◆ **Task description**: Find all lines below containing the string "main" and return them.

◆ **Extracted data**:
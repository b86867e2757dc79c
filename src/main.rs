#[cfg(feature = "ssr")]
#[derive(Debug, thiserror::Error)]
enum ServerError {
    #[error("invalid site configuration: {0}")]
    Config(String),
    #[error("server io error: {0}")]
    Io(#[from] std::io::Error),
}

#[cfg(feature = "ssr")]
#[tokio::main]
async fn main() -> Result<(), ServerError> {
    use axum::Router;
    use leptos::prelude::*;
    use leptos_axum::{generate_route_list, LeptosRoutes};
    use portfolio_site::app::*;
    use tower_http::trace::TraceLayer;
    use tracing_subscriber::EnvFilter;

    tracing_subscriber::fmt()
        .with_env_filter(
            EnvFilter::try_from_default_env().unwrap_or_else(|_| EnvFilter::new("info")),
        )
        .init();

    let conf = get_configuration(None).map_err(|e| ServerError::Config(e.to_string()))?;
    let addr = conf.leptos_options.site_addr;
    let leptos_options = conf.leptos_options;
    // Generate the list of routes in your Leptos App
    let routes = generate_route_list(App);

    let app = Router::new()
        .leptos_routes(&leptos_options, routes, {
            let leptos_options = leptos_options.clone();
            move || shell(leptos_options.clone())
        })
        .fallback(leptos_axum::file_and_error_handler(shell))
        .layer(TraceLayer::new_for_http())
        .with_state(leptos_options);

    tracing::info!(%addr, built = env!("BUILD_TIME"), "portfolio listening");
    let listener = tokio::net::TcpListener::bind(&addr).await?;
    axum::serve(listener, app.into_make_service()).await?;
    Ok(())
}

#[cfg(not(feature = "ssr"))]
pub fn main() {
    // no client-side main function
    // unless we want this to work with e.g., Trunk for pure client-side testing
    // see lib.rs for hydration function instead
}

◆ **Result**:
filename src/main.rs
#[tokio::main]
async fn main() -> Result<(), ServerError> {
pub fn main() {
    // no client-side main function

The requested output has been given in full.